**Assignment:**
Search the material and gather each line with "RatingSource" in it.

**Extracted information:**
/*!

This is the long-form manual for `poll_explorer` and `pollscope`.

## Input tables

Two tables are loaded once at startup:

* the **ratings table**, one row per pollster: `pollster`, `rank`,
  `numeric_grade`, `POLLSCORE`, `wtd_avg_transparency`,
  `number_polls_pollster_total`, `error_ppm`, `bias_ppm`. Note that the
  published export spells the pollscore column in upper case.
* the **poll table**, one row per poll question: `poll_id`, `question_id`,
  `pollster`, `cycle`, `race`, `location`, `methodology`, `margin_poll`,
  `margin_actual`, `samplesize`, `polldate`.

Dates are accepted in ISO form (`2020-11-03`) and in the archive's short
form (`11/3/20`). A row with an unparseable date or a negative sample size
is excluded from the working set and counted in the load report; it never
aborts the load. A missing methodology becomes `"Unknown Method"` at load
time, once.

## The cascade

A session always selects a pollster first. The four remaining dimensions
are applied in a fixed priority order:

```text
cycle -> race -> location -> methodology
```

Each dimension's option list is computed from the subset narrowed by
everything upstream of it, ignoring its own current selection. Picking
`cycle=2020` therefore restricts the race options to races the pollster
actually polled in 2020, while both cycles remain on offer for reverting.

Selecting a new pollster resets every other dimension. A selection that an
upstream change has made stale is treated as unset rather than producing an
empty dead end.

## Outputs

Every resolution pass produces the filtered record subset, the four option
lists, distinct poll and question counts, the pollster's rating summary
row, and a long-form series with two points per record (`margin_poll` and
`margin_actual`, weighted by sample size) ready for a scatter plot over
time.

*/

...

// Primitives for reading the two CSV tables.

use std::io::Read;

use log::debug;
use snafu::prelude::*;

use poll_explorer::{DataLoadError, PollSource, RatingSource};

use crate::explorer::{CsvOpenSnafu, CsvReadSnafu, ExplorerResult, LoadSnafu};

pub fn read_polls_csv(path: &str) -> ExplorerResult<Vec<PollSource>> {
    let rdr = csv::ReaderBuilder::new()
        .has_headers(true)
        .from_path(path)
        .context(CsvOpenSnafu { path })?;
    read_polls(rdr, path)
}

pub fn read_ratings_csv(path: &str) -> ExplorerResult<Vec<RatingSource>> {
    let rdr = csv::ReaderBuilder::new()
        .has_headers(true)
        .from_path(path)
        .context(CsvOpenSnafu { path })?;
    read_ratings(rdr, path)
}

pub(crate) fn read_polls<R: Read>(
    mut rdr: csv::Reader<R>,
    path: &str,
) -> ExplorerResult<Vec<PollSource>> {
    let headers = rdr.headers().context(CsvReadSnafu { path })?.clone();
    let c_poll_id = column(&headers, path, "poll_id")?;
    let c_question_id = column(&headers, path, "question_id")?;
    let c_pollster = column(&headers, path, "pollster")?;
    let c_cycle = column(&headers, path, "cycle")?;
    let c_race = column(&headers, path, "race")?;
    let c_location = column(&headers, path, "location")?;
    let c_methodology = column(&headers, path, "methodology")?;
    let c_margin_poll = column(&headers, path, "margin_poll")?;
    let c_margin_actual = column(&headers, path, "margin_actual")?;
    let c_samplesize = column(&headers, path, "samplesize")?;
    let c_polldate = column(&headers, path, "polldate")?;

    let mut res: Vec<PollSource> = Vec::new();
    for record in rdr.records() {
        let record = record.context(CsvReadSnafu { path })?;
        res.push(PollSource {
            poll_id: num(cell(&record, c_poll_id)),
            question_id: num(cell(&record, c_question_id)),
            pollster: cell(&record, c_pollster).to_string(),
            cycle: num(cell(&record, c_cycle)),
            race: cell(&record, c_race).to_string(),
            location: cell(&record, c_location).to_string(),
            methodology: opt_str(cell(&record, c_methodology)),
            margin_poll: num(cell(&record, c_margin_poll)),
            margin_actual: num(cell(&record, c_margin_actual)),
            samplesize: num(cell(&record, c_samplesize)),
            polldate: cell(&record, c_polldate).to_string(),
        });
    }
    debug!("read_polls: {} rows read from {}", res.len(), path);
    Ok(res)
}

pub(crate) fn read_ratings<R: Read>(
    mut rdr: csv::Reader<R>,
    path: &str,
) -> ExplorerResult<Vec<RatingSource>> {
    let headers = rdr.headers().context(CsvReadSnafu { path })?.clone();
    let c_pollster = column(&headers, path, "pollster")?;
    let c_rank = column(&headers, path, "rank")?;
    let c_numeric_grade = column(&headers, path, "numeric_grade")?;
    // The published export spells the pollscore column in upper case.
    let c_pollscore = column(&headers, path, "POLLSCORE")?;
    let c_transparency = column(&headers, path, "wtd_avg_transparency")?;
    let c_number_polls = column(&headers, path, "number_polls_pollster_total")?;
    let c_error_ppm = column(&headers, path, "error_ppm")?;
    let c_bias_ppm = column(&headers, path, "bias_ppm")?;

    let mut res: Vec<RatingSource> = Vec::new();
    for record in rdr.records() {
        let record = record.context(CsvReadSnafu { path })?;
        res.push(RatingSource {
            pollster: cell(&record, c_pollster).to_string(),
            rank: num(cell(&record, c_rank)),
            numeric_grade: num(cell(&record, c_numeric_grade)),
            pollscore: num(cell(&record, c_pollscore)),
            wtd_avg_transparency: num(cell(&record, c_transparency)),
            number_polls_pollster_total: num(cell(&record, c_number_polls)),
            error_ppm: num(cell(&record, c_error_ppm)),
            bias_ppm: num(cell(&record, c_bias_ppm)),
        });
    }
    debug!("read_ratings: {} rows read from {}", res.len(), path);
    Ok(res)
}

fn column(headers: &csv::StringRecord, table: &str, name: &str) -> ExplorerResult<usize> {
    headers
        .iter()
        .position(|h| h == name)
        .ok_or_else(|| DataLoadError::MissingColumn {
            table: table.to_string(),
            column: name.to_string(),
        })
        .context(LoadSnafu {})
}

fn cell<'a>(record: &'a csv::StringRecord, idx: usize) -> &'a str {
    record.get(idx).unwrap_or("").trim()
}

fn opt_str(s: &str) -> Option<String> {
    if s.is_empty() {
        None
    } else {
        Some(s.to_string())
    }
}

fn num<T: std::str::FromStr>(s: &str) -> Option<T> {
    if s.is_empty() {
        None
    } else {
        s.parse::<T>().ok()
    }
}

...

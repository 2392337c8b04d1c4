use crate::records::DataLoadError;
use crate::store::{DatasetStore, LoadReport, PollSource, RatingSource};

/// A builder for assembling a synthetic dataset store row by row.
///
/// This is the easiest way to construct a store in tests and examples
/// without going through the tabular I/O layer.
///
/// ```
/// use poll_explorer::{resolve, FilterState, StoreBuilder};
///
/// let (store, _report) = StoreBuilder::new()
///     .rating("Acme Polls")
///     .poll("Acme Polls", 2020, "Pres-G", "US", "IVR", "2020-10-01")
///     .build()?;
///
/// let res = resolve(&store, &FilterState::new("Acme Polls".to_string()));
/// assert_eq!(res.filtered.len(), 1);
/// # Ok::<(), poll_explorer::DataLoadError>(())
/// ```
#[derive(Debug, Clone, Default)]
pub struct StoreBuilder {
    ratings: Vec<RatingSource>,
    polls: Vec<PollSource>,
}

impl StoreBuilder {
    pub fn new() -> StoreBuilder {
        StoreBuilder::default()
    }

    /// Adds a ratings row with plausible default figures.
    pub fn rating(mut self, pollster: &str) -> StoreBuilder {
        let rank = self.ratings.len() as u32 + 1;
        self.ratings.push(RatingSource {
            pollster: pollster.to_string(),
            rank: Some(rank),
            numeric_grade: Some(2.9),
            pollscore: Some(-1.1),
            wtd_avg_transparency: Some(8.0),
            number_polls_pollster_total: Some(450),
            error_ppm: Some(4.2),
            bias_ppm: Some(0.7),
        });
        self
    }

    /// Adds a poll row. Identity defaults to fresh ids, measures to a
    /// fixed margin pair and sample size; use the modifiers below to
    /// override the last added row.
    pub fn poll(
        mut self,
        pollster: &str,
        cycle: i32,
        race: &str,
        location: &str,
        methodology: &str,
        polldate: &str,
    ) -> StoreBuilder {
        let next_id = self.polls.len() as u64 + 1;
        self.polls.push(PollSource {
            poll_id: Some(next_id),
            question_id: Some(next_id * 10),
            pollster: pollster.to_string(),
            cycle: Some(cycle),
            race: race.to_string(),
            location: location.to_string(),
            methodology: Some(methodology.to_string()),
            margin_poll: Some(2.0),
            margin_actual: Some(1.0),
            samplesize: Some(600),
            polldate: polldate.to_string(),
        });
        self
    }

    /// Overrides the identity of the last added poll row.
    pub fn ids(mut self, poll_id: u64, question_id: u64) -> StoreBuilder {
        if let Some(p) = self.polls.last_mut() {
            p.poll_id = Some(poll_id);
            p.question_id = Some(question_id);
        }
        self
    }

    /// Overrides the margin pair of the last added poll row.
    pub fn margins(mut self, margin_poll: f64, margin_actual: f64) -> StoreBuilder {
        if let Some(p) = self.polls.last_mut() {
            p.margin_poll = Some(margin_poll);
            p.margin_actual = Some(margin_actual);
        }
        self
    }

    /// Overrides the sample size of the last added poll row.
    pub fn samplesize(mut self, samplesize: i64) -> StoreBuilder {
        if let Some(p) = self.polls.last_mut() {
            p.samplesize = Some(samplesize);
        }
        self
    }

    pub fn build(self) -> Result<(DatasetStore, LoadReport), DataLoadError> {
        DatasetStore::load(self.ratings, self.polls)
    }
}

**Solution to the problem:**
use poll_explorer::{DataLoadError, PollSource, RatingSource};
pub fn read_ratings_csv(path: &str) -> ExplorerResult<Vec<RatingSource>> {
) -> ExplorerResult<Vec<RatingSource>> {
    let mut res: Vec<RatingSource> = Vec::new();
        res.push(RatingSource {
use crate::store::{DatasetStore, LoadReport, PollSource, RatingSource};
    ratings: Vec<RatingSource>,
        self.ratings.push(RatingSource {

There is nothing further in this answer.